遠藤村長(右)と意見を交わす川内小の6年生

 平成24年1月に「帰村宣言」した川内村の川内小の6年生5人が参加している「復興子ども教室」は14日、同校で4回目の学習会を開いた。長崎市訪問などを通して村の将来像を勉強してきた児童が遠藤雄幸村長や井出寿一村復興対策課長と懇談し、帰村政策などを学んだ。子どもたちは学習の成果をまとめ2月17日に校内で発表する。
 5人はこれまでの勉強を踏まえ、遠藤村長らに除染の効果や放射線の影響、再生可能エネルギーの活用、帰村の政策などについて質問した。遠藤村長らは除染には1軒当たり作業員が延べ150人ほど必要で数100万円の費用は全て税金で賄っていることや、川内の自然を生かした水力や太陽光などの再生可能エネルギーは大きな可能性を秘めていることなどを分かりやすく説明した。
 真剣にメモを取る子どもたちの姿に遠藤村長らは予定時間を超えて対応し、「都会のような便利さはないが、自然豊かな川内に生きる誇りや生きがいを取り戻そう」と呼び掛けた。

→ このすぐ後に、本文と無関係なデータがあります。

//! Locale resolver
//!
//! Turns a LANG value into a resource path, loads the record found there and
//! returns its `app_name`.

use std::path::{Path, PathBuf};

use crate::error::LocaleError;
use crate::locale::{read_lang, Language};
use crate::record::LocaleRecord;

/// Resource directory, relative to the working directory
pub const DEFAULT_LOCALE_DIR: &str = "locale";

#[derive(Debug, Clone)]
pub struct LocaleResolver {
    locale_dir: PathBuf,
}

impl Default for LocaleResolver {
    fn default() -> Self {
        Self::new(DEFAULT_LOCALE_DIR)
    }
}

impl LocaleResolver {
    pub fn new(locale_dir: impl Into<PathBuf>) -> Self {
        Self {
            locale_dir: locale_dir.into(),
        }
    }

    pub fn locale_dir(&self) -> &Path {
        &self.locale_dir
    }

    /// Path of the resource file for `language`
    pub fn resource_path(&self, language: Language) -> PathBuf {
        self.locale_dir.join(language.file_name())
    }

    /// Resolve the application name for an explicit LANG value
    pub fn resolve(&self, lang: Option<&str>) -> Result<String, LocaleError> {
        let language = Language::from_lang(lang);
        let path = self.resource_path(language);
        log::debug!(
            "LANG={:?} selects {}, loading {}",
            lang,
            language,
            path.display()
        );

        let record = LocaleRecord::load(&path)?;
        let name = record.app_name()?;

        Ok(name.to_string())
    }

    /// Resolve the application name using LANG from the process environment
    pub fn resolve_from_env(&self) -> Result<String, LocaleError> {
        self.resolve(read_lang().as_deref())
    }
}

/// Application name for the current environment, read from `locale/`
pub fn localized_app_name() -> Result<String, LocaleError> {
    LocaleResolver::default().resolve_from_env()
}

#[cfg(test)]
mod tests {
    use super::*;
    use crate::error::LocaleErrorKind;
    use std::fs;

    struct Fixture {
        dir: PathBuf,
    }

    impl Fixture {
        fn new() -> Self {
            let dir = std::env::temp_dir().join(format!("applocale-{}", uuid::Uuid::new_v4()));
            fs::create_dir_all(&dir).unwrap();
            Self { dir }
        }

        fn write(&self, file: &str, content: &str) -> &Self {
            fs::write(self.dir.join(file), content).unwrap();
            self
        }

        fn resolver(&self) -> LocaleResolver {
            LocaleResolver::new(&self.dir)
        }
    }

    impl Drop for Fixture {
        fn drop(&mut self) {
            let _ = fs::remove_dir_all(&self.dir);
        }
    }

    fn both_languages() -> Fixture {
        let fixture = Fixture::new();
        fixture
            .write("en.json", r#"{"app_name": "MyApp"}"#)
            .write("zh.json", r#"{"app_name": "我的应用"}"#);
        fixture
    }

    #[test]
    fn test_resource_path() {
        let resolver = LocaleResolver::default();
        assert_eq!(resolver.resource_path(Language::English), Path::new("locale/en.json"));
        assert_eq!(resolver.resource_path(Language::Chinese), Path::new("locale/zh.json"));
    }

    #[test]
    fn test_resolve_english() {
        let fixture = both_languages();
        let resolver = fixture.resolver();
        assert_eq!(resolver.resolve(None).unwrap(), "MyApp");
        assert_eq!(resolver.resolve(Some("en_US.UTF-8")).unwrap(), "MyApp");
    }

    #[test]
    fn test_resolve_chinese() {
        let fixture = both_languages();
        let resolver = fixture.resolver();
        assert_eq!(resolver.resolve(Some("zh_CN.UTF-8")).unwrap(), "我的应用");
        assert_eq!(resolver.resolve(Some("xzhy")).unwrap(), "我的应用");
    }

    #[test]
    fn test_missing_chinese_file_does_not_fall_back() {
        let fixture = Fixture::new();
        fixture.write("en.json", r#"{"app_name": "MyApp"}"#);

        let err = fixture.resolver().resolve(Some("zh")).unwrap_err();
        assert_eq!(err.kind(), LocaleErrorKind::LocaleFileMissing);
        assert_eq!(err.path(), fixture.dir.join("zh.json"));
    }

    #[test]
    fn test_bad_json_and_missing_key() {
        let fixture = Fixture::new();
        fixture
            .write("en.json", r#"{"app_name": "#)
            .write("zh.json", r#"{"name": "我的应用"}"#);
        let resolver = fixture.resolver();

        assert_eq!(
            resolver.resolve(None).unwrap_err().kind(),
            LocaleErrorKind::LocaleParseError
        );
        assert_eq!(
            resolver.resolve(Some("zh")).unwrap_err().kind(),
            LocaleErrorKind::KeyMissing
        );
    }

    #[test]
    fn test_localized_app_name_reads_lang_from_environment() {
        // Uses the resources shipped in the crate's own locale/ directory
        std::env::set_var("LANG", "zh_CN.UTF-8");
        assert_eq!(Language::from_env(), Language::Chinese);
        assert_eq!(localized_app_name().unwrap(), "我的应用");

        std::env::remove_var("LANG");
        assert_eq!(Language::from_env(), Language::English);
        assert_eq!(LocaleResolver::default().resolve_from_env().unwrap(), "MyApp");
    }
}
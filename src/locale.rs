//! Language selection from the LANG environment variable
//!
//! Only two languages are supported: English and Chinese. The LANG value is
//! checked for the substring `zh` anywhere in it, so `zh_CN.UTF-8`, `zh` and
//! `xzhy` all select Chinese. Everything else, including an unset or
//! non-Unicode LANG, selects English.

use std::env;
use std::fmt;

/// Environment variable holding the user's language
pub const LANG_VAR: &str = "LANG";

/// Value used when LANG is not set
pub const DEFAULT_LANG: &str = "en";

/// Marker that switches the selection to Chinese
const CHINESE_MARKER: &str = "zh";

/// Languages with a locale resource file
#[derive(Debug, Clone, Copy, PartialEq, Eq, Default)]
pub enum Language {
    #[default]
    English,
    Chinese,
}

impl Language {
    /// Select a language from a raw LANG value
    ///
    /// The match is a plain case-sensitive substring test. It also accepts
    /// values such as `xyzhello`, which is kept as the documented behavior.
    pub fn from_lang(lang: Option<&str>) -> Self {
        let lang = lang.unwrap_or(DEFAULT_LANG);
        if lang.contains(CHINESE_MARKER) {
            Language::Chinese
        } else {
            Language::English
        }
    }

    /// Select a language from the process environment
    pub fn from_env() -> Self {
        Self::from_lang(read_lang().as_deref())
    }

    /// Short language code, also used as the diagnostics locale
    pub fn code(self) -> &'static str {
        match self {
            Language::English => "en",
            Language::Chinese => "zh",
        }
    }

    /// File name of the locale resource for this language
    pub fn file_name(self) -> &'static str {
        match self {
            Language::English => "en.json",
            Language::Chinese => "zh.json",
        }
    }
}

impl fmt::Display for Language {
    fn fmt(&self, f: &mut fmt::Formatter<'_>) -> fmt::Result {
        f.write_str(self.code())
    }
}

/// Read LANG, treating a non-Unicode value the same as an unset one
pub fn read_lang() -> Option<String> {
    match env::var(LANG_VAR) {
        Ok(value) => Some(value),
        Err(env::VarError::NotPresent) => None,
        Err(env::VarError::NotUnicode(raw)) => {
            log::warn!("{} is not valid unicode ({:?}), using default", LANG_VAR, raw);
            None
        }
    }
}
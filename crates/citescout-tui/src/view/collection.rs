use ratatui::Frame;
use ratatui::layout::{Constraint, Layout, Rect};
use ratatui::style::{Modifier, Style};
use ratatui::text::{Line, Span};
use ratatui::widgets::{Block, Borders, Paragraph, Wrap};

use crate::app::App;
use crate::view::{render_hint, scroll_offset, truncate};

/// Render the collected citations with the selected entry's citation text.
pub fn render_in(f: &mut Frame, app: &App, area: Rect) {
    if app.collection.is_empty() {
        render_hint(
            f,
            area,
            app,
            "Nothing collected yet. Press Space on a paper result to collect it.",
        );
        return;
    }

    let theme = &app.theme;
    let chunks = Layout::vertical([Constraint::Min(3), Constraint::Length(6)]).split(area);

    let list_area = chunks[0];
    let rows = list_area.height as usize;
    let cursor = app
        .collection_cursor
        .min(app.collection.len().saturating_sub(1));
    let offset = scroll_offset(cursor, rows);
    let width = list_area.width as usize;

    let mut lines = Vec::with_capacity(rows);
    for (i, entry) in app
        .collection
        .entries()
        .iter()
        .enumerate()
        .skip(offset)
        .take(rows)
    {
        let style = if i == cursor {
            Style::default()
                .fg(theme.text)
                .bg(theme.highlight_bg)
                .add_modifier(Modifier::BOLD)
        } else {
            Style::default().fg(theme.text)
        };
        lines.push(Line::from(vec![
            Span::styled(format!(" {:>3}. ", i + 1), Style::default().fg(theme.dim)),
            Span::styled(truncate(&entry.title, width.saturating_sub(7)), style),
        ]));
    }
    f.render_widget(Paragraph::new(lines), list_area);

    if let Some(entry) = app.collection.entries().get(cursor) {
        let mut detail = vec![Line::from(Span::styled(
            entry.standard.clone(),
            Style::default().fg(theme.text),
        ))];
        if let Some(doi) = &entry.doi {
            detail.push(Line::from(vec![
                Span::styled("doi: ", Style::default().fg(theme.dim)),
                Span::styled(doi.clone(), Style::default().fg(theme.text)),
            ]));
        }

        let block = Block::default()
            .borders(Borders::TOP)
            .border_style(Style::default().fg(theme.border))
            .title(Span::styled(
                " standard citation ",
                Style::default().fg(theme.dim),
            ));
        f.render_widget(Paragraph::new(detail).wrap(Wrap { trim: false }).block(block), chunks[1]);
    }
}
use citescout_core::{SearchError, SearchMode, SearchResults};

/// Commands sent from the TUI to the backend search task.
pub enum BackendCommand {
    /// Run one search. `seq` is the monotonic request counter; responses
    /// carrying an older seq are discarded by the app.
    Search {
        seq: u64,
        mode: SearchMode,
        query: String,
    },
}

/// Events flowing from the backend search task to the TUI.
pub enum BackendEvent {
    /// A search finished, successfully or not. In-flight requests are never
    /// cancelled; staleness is decided by `seq` on arrival.
    SearchFinished {
        seq: u64,
        mode: SearchMode,
        query: String,
        outcome: Result<SearchResults, SearchError>,
    },
}
//! HTTP client for the remote bibliographic search service.

use std::time::Duration;

use serde::{Deserialize, Serialize};
use thiserror::Error;

use crate::{Paper, Researcher};

/// Which search endpoint a query is issued against. The collection view has
/// no search, so it is not a `SearchMode`.
#[derive(Debug, Clone, Copy, PartialEq, Eq, Serialize, Deserialize)]
#[serde(rename_all = "lowercase")]
pub enum SearchMode {
    Papers,
    Researchers,
}

impl SearchMode {
    /// Path of the endpoint bound to this mode.
    pub fn endpoint_path(self) -> &'static str {
        match self {
            Self::Papers => "/search",
            Self::Researchers => "/search/authors",
        }
    }

    pub fn label(self) -> &'static str {
        match self {
            Self::Papers => "Papers",
            Self::Researchers => "Researchers",
        }
    }
}

/// The result list of one executed search.
#[derive(Debug, Clone, PartialEq, Serialize)]
#[serde(untagged)]
pub enum SearchResults {
    Papers(Vec<Paper>),
    Researchers(Vec<Researcher>),
}

impl SearchResults {
    pub fn mode(&self) -> SearchMode {
        match self {
            Self::Papers(_) => SearchMode::Papers,
            Self::Researchers(_) => SearchMode::Researchers,
        }
    }

    pub fn len(&self) -> usize {
        match self {
            Self::Papers(v) => v.len(),
            Self::Researchers(v) => v.len(),
        }
    }

    pub fn is_empty(&self) -> bool {
        self.len() == 0
    }

    pub fn papers(&self) -> Option<&[Paper]> {
        match self {
            Self::Papers(v) => Some(v),
            Self::Researchers(_) => None,
        }
    }

    pub fn researchers(&self) -> Option<&[Researcher]> {
        match self {
            Self::Researchers(v) => Some(v),
            Self::Papers(_) => None,
        }
    }
}

/// Why a search failed. Empty queries never reach the client; a well-formed
/// response with zero results is a success, not an error.
#[derive(Error, Debug)]
pub enum SearchError {
    /// The request never reached the server (unreachable host, timeout).
    #[error("could not reach the search service: {0}")]
    Transport(#[from] reqwest::Error),
    /// Non-2xx response. The server's `detail` text takes precedence over
    /// the generic status-code message.
    #[error("{}", detail.clone().unwrap_or_else(|| format!("server error ({status})")))]
    Server { status: u16, detail: Option<String> },
    /// 2xx response whose body was not the expected shape.
    #[error("unexpected response from the search service: {0}")]
    Malformed(#[from] serde_json::Error),
}

/// Successful response envelope. `results` missing or null normalizes to an
/// empty list, never an error.
#[derive(Deserialize)]
#[serde(bound(deserialize = "T: Deserialize<'de>"))]
struct ResponseEnvelope<T> {
    #[serde(default)]
    results: Option<Vec<T>>,
}

fn parse_success_body<T: for<'de> Deserialize<'de>>(body: &[u8]) -> Result<Vec<T>, SearchError> {
    let envelope: ResponseEnvelope<T> = serde_json::from_slice(body)?;
    Ok(envelope.results.unwrap_or_default())
}

/// Extract the structured `detail` message from an error body, if any.
fn error_detail(body: &[u8]) -> Option<String> {
    let value: serde_json::Value = serde_json::from_slice(body).ok()?;
    value
        .get("detail")
        .and_then(|d| d.as_str())
        .map(String::from)
}

/// Issues queries against the search service, one endpoint per mode.
pub struct SearchClient {
    http: reqwest::Client,
    base_url: String,
    timeout: Duration,
}

impl SearchClient {
    pub fn new(base_url: impl Into<String>, timeout: Duration) -> Self {
        Self {
            http: reqwest::Client::new(),
            base_url: base_url.into().trim_end_matches('/').to_string(),
            timeout,
        }
    }

    pub fn base_url(&self) -> &str {
        &self.base_url
    }

    fn request_url(&self, mode: SearchMode, query: &str) -> String {
        format!(
            "{}{}?q={}",
            self.base_url,
            mode.endpoint_path(),
            urlencoding::encode(query)
        )
    }

    /// Run one search against the endpoint bound to `mode`.
    pub async fn query(&self, mode: SearchMode, text: &str) -> Result<SearchResults, SearchError> {
        let url = self.request_url(mode, text);
        tracing::debug!(%url, "search request");

        let resp = self
            .http
            .get(&url)
            .header("User-Agent", "citescout")
            .timeout(self.timeout)
            .send()
            .await?;

        let status = resp.status();
        if !status.is_success() {
            let body = resp.bytes().await.unwrap_or_default();
            let detail = error_detail(&body);
            tracing::warn!(status = status.as_u16(), ?detail, "search request failed");
            return Err(SearchError::Server {
                status: status.as_u16(),
                detail,
            });
        }

        let body = resp.bytes().await?;
        let results = match mode {
            SearchMode::Papers => SearchResults::Papers(parse_success_body(&body)?),
            SearchMode::Researchers => SearchResults::Researchers(parse_success_body(&body)?),
        };
        tracing::debug!(count = results.len(), "search response");
        Ok(results)
    }
}
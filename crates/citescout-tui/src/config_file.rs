use std::path::PathBuf;

use serde::{Deserialize, Serialize};

/// On-disk TOML configuration structure.
/// All fields are optional so partial configs work (merge with defaults).
#[derive(Debug, Clone, Default, Serialize, Deserialize)]
pub struct ConfigFile {
    pub server: Option<ServerConfig>,
    pub display: Option<DisplayConfig>,
}

#[derive(Debug, Clone, Default, Serialize, Deserialize)]
pub struct ServerConfig {
    pub base_url: Option<String>,
    pub timeout_secs: Option<u64>,
}

#[derive(Debug, Clone, Default, Serialize, Deserialize)]
pub struct DisplayConfig {
    pub theme: Option<String>,
}

/// Platform config path: `<config_dir>/citescout/config.toml`.
pub fn config_path() -> Option<PathBuf> {
    dirs::config_dir().map(|d| d.join("citescout").join("config.toml"))
}

/// Load config by cascading CWD `.citescout.toml` over the platform config.
/// CWD values override platform values.
pub fn load_config() -> ConfigFile {
    let platform = config_path().and_then(|p| load_from_path(&p));
    let cwd = load_from_path(&PathBuf::from(".citescout.toml"));

    match (platform, cwd) {
        (None, None) => ConfigFile::default(),
        (Some(p), None) => p,
        (None, Some(c)) => c,
        (Some(p), Some(c)) => merge(p, c),
    }
}

fn load_from_path(path: &PathBuf) -> Option<ConfigFile> {
    let content = std::fs::read_to_string(path).ok()?;
    toml::from_str(&content).ok()
}

/// Merge two configs: `overlay` values take precedence over `base`.
fn merge(base: ConfigFile, overlay: ConfigFile) -> ConfigFile {
    ConfigFile {
        server: Some(ServerConfig {
            base_url: overlay
                .server
                .as_ref()
                .and_then(|s| s.base_url.clone())
                .or_else(|| base.server.as_ref().and_then(|s| s.base_url.clone())),
            timeout_secs: overlay
                .server
                .as_ref()
                .and_then(|s| s.timeout_secs)
                .or_else(|| base.server.as_ref().and_then(|s| s.timeout_secs)),
        }),
        display: Some(DisplayConfig {
            theme: overlay
                .display
                .as_ref()
                .and_then(|d| d.theme.clone())
                .or_else(|| base.display.as_ref().and_then(|d| d.theme.clone())),
        }),
    }
}

impl ConfigFile {
    pub fn base_url(&self) -> Option<String> {
        self.server.as_ref().and_then(|s| s.base_url.clone())
    }

    pub fn timeout_secs(&self) -> Option<u64> {
        self.server.as_ref().and_then(|s| s.timeout_secs)
    }

    pub fn theme(&self) -> Option<String> {
        self.display.as_ref().and_then(|d| d.theme.clone())
    }
}

#[cfg(test)]
mod tests {
    use super::*;

    fn parsed(s: &str) -> ConfigFile {
        toml::from_str(s).unwrap()
    }

    #[test]
    fn overlay_wins_where_set() {
        let base = parsed("[server]\nbase_url = \"http://a\"\ntimeout_secs = 5\n");
        let overlay = parsed("[server]\nbase_url = \"http://b\"\n");

        let merged = merge(base, overlay);
        assert_eq!(merged.base_url().as_deref(), Some("http://b"));
        assert_eq!(merged.timeout_secs(), Some(5));
    }

    #[test]
    fn overlay_fills_missing_sections_from_base() {
        let base = parsed("[display]\ntheme = \"modern\"\n");
        let overlay = parsed("[server]\nbase_url = \"http://b\"\n");

        let merged = merge(base, overlay);
        assert_eq!(merged.theme().as_deref(), Some("modern"));
        assert_eq!(merged.base_url().as_deref(), Some("http://b"));
    }

    #[test]
    fn empty_config_has_no_values() {
        let cfg = ConfigFile::default();
        assert!(cfg.base_url().is_none());
        assert!(cfg.timeout_secs().is_none());
        assert!(cfg.theme().is_none());
    }
}
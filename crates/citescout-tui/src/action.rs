use crate::app::Mode;

/// Explicit commands dispatched to the app, decoupled from key bindings so
/// the core state machine is testable without a terminal.
#[derive(Debug, Clone, PartialEq, Eq)]
pub enum Action {
    Quit,
    Tick,
    Resize(u16, u16),

    // List navigation
    MoveDown,
    MoveUp,
    GoTop,
    GoBottom,

    // Mode switching
    NextMode,
    SetMode(Mode),

    // Query editing / search
    StartQuery,
    QueryInput(char),
    QueryCancel,
    QueryConfirm,
    Submit,

    // Collection
    ToggleCollect,
    ClearCollection,

    // Export
    ExportBibtex,
    ExportRis,
    ExportStyled,
    ExportCollection,

    // Overlays / status
    ToggleHelp,
    Dismiss,

    // Cursor movement inside the query line
    CursorLeft,
    CursorRight,
    CursorHome,
    CursorEnd,

    None,
}
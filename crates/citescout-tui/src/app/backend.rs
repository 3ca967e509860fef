use super::{App, StatusMessage};
use crate::tui_event::BackendEvent;

use citescout_core::LastSearch;

impl App {
    /// Process a backend event and update state.
    pub fn handle_backend_event(&mut self, event: BackendEvent) {
        match event {
            BackendEvent::SearchFinished {
                seq,
                mode,
                query,
                outcome,
            } => {
                // A response from a superseded request: a newer search was
                // submitted while this one was in flight. Discard it so the
                // older result cannot stomp the newer one.
                if seq != self.search_seq {
                    tracing::debug!(seq, current = self.search_seq, "discarding stale search");
                    return;
                }

                // Guaranteed cleanup: the loading indicator clears on
                // success and failure alike.
                self.loading = false;

                match outcome {
                    Ok(results) => {
                        self.results_cursor = 0;
                        let last = LastSearch {
                            query,
                            mode,
                            results,
                        };
                        self.store.save_last_search(&last);
                        self.last_search = Some(last);
                    }
                    Err(e) => {
                        // Previous results stay rendered until the next
                        // successful search replaces them.
                        self.status = Some(StatusMessage::error(e.to_string()));
                    }
                }
            }
        }
    }
}
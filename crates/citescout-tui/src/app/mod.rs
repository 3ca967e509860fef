mod backend;
mod update;

use std::path::PathBuf;

use ratatui::layout::{Constraint, Layout};
use tokio::sync::mpsc;

use citescout_core::{Collection, LastSearch, Paper, Researcher, SearchMode, SessionState};

use crate::persistence::SessionStore;
use crate::theme::Theme;
use crate::tui_event::BackendCommand;

/// Which view is currently displayed. Papers and Researchers are searchable;
/// Collection renders the engine's current set and has no search.
#[derive(Debug, Clone, Copy, PartialEq, Eq)]
pub enum Mode {
    Papers,
    Researchers,
    Collection,
}

impl Mode {
    pub fn label(self) -> &'static str {
        match self {
            Self::Papers => "Papers",
            Self::Researchers => "Researchers",
            Self::Collection => "Collection",
        }
    }

    /// The search endpoint bound to this mode, if any.
    pub fn search_mode(self) -> Option<SearchMode> {
        match self {
            Self::Papers => Some(SearchMode::Papers),
            Self::Researchers => Some(SearchMode::Researchers),
            Self::Collection => None,
        }
    }

    pub fn from_search_mode(mode: SearchMode) -> Self {
        match mode {
            SearchMode::Papers => Self::Papers,
            SearchMode::Researchers => Self::Researchers,
        }
    }

    /// Tab cycle order: Papers → Researchers → Collection → Papers.
    pub fn next(self) -> Self {
        match self {
            Self::Papers => Self::Researchers,
            Self::Researchers => Self::Collection,
            Self::Collection => Self::Papers,
        }
    }

    /// Placeholder text for the query bar.
    pub fn placeholder(self) -> &'static str {
        match self {
            Self::Papers => "Search papers…",
            Self::Researchers => "Search researchers…",
            Self::Collection => "",
        }
    }
}

/// Input mode determines how keyboard input is interpreted.
#[derive(Debug, Clone, PartialEq, Eq)]
pub enum InputMode {
    Normal,
    /// Editing the query line.
    Query,
}

#[derive(Debug, Clone, Copy, PartialEq, Eq)]
pub enum StatusKind {
    Error,
    Info,
}

/// Dismissable status line (Esc clears it).
#[derive(Debug, Clone, PartialEq, Eq)]
pub struct StatusMessage {
    pub kind: StatusKind,
    pub text: String,
}

impl StatusMessage {
    pub fn error(text: impl Into<String>) -> Self {
        Self {
            kind: StatusKind::Error,
            text: text.into(),
        }
    }

    pub fn info(text: impl Into<String>) -> Self {
        Self {
            kind: StatusKind::Info,
            text: text.into(),
        }
    }
}

/// Main application state: the mode state machine, the last executed search,
/// and the citation collection engine. Render calls read this struct; user
/// gestures and backend events mutate it through `update` /
/// `handle_backend_event` only.
pub struct App {
    pub mode: Mode,
    pub input_mode: InputMode,

    pub query: String,
    pub query_cursor: usize,

    /// Most recently executed search; replaced wholesale on success, never
    /// cleared by mode switches.
    pub last_search: Option<LastSearch>,
    pub collection: Collection,

    pub loading: bool,
    pub status: Option<StatusMessage>,

    pub results_cursor: usize,
    pub collection_cursor: usize,

    pub show_help: bool,
    pub confirm_clear: bool,
    pub should_quit: bool,

    pub tick: usize,
    pub theme: Theme,

    /// Monotonic request counter: each submitted search bumps it, and a
    /// finished search carrying an older value is discarded as stale.
    pub search_seq: u64,
    pub backend_cmd_tx: Option<mpsc::UnboundedSender<BackendCommand>>,

    pub store: SessionStore,
    pub export_dir: PathBuf,
}

impl App {
    pub fn new(theme: Theme, store: SessionStore, export_dir: PathBuf) -> Self {
        Self {
            mode: Mode::Papers,
            input_mode: InputMode::Normal,
            query: String::new(),
            query_cursor: 0,
            last_search: None,
            collection: Collection::new(),
            loading: false,
            status: None,
            results_cursor: 0,
            collection_cursor: 0,
            show_help: false,
            confirm_clear: false,
            should_quit: false,
            tick: 0,
            theme,
            search_seq: 0,
            backend_cmd_tx: None,
            store,
            export_dir,
        }
    }

    /// Restore persisted session state. Side-effect-free on the store: no
    /// writes, no network — the stored results are rendered directly.
    pub fn restore(&mut self, session: SessionState) {
        self.collection = Collection::from_entries(session.collected_citations);
        if let Some(last) = session.last_search {
            self.query = last.query.clone();
            self.query_cursor = self.query.len();
            self.mode = Mode::from_search_mode(last.mode);
            self.last_search = Some(last);
        }
    }

    /// Switch the active view. Never clears `last_search`, never touches the
    /// network.
    pub fn set_mode(&mut self, mode: Mode) {
        if self.mode == mode {
            return;
        }
        self.mode = mode;
        self.input_mode = InputMode::Normal;
    }

    /// Paper results to display, present only when the last search was a
    /// papers search.
    pub fn paper_results(&self) -> Option<&[Paper]> {
        self.last_search
            .as_ref()
            .filter(|l| l.mode == SearchMode::Papers)
            .and_then(|l| l.results.papers())
    }

    /// Researcher results to display, present only when the last search was
    /// a researchers search.
    pub fn researcher_results(&self) -> Option<&[Researcher]> {
        self.last_search
            .as_ref()
            .filter(|l| l.mode == SearchMode::Researchers)
            .and_then(|l| l.results.researchers())
    }

    /// The paper under the cursor in papers mode.
    pub fn selected_paper(&self) -> Option<&Paper> {
        self.paper_results()?.get(self.results_cursor)
    }

    /// Length of the list the cursor moves over in the current mode.
    pub fn current_list_len(&self) -> usize {
        match self.mode {
            Mode::Papers => self.paper_results().map_or(0, |p| p.len()),
            Mode::Researchers => self.researcher_results().map_or(0, |r| r.len()),
            Mode::Collection => self.collection.len(),
        }
    }

    fn current_cursor_mut(&mut self) -> &mut usize {
        match self.mode {
            Mode::Collection => &mut self.collection_cursor,
            _ => &mut self.results_cursor,
        }
    }

    fn move_cursor(&mut self, delta: isize) {
        let len = self.current_list_len();
        if len == 0 {
            return;
        }
        let cursor = self.current_cursor_mut();
        let new = cursor.saturating_add_signed(delta).min(len - 1);
        *cursor = new;
    }

    // update() is in update.rs; handle_backend_event() is in backend.rs

    /// Render the current view.
    pub fn view(&self, f: &mut ratatui::Frame) {
        let area = f.area();

        let query_bar_rows = if self.mode.search_mode().is_some() { 1 } else { 0 };
        let chunks = Layout::vertical([
            Constraint::Length(1),              // mode tabs
            Constraint::Length(query_bar_rows), // query bar (searchable modes)
            Constraint::Min(3),                 // body
            Constraint::Length(1),              // status line
            Constraint::Length(1),              // footer hints
        ])
        .split(area);

        crate::view::render_tabs(f, chunks[0], self);
        if query_bar_rows > 0 {
            crate::view::render_query_bar(f, chunks[1], self);
        }

        let body = chunks[2];
        match self.mode {
            Mode::Papers => crate::view::papers::render_in(f, self, body),
            Mode::Researchers => crate::view::researchers::render_in(f, self, body),
            Mode::Collection => crate::view::collection::render_in(f, self, body),
        }

        crate::view::render_status(f, chunks[3], self);
        crate::view::render_footer(f, chunks[4], self);

        if self.confirm_clear {
            crate::view::confirm::render(f, &self.theme);
        }

        if self.show_help {
            crate::view::help::render(f, &self.theme);
        }
    }
}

 6年生のクラスは入学当時、25人だったが、一時全村避難したため現在は5人にとどまっている。「復興子ども教室」は「放射線と真剣に向き合い、村の将来を考えてほしい」と保護者や村民有志による「川内っ子を育てる会」(会長・秋元正村教育長)が、原発事故直後から村を支援している長崎大の協力を得て企画した。
 昨年12月に長崎大の学生が同校を訪れ、原爆投下から復興した長崎の歴史や健康管理などに関する授業を行った。さらに冬休みには児童が長崎市を訪問し、原爆資料館や平和公園などを見学し、これからの村づくりについて考えた。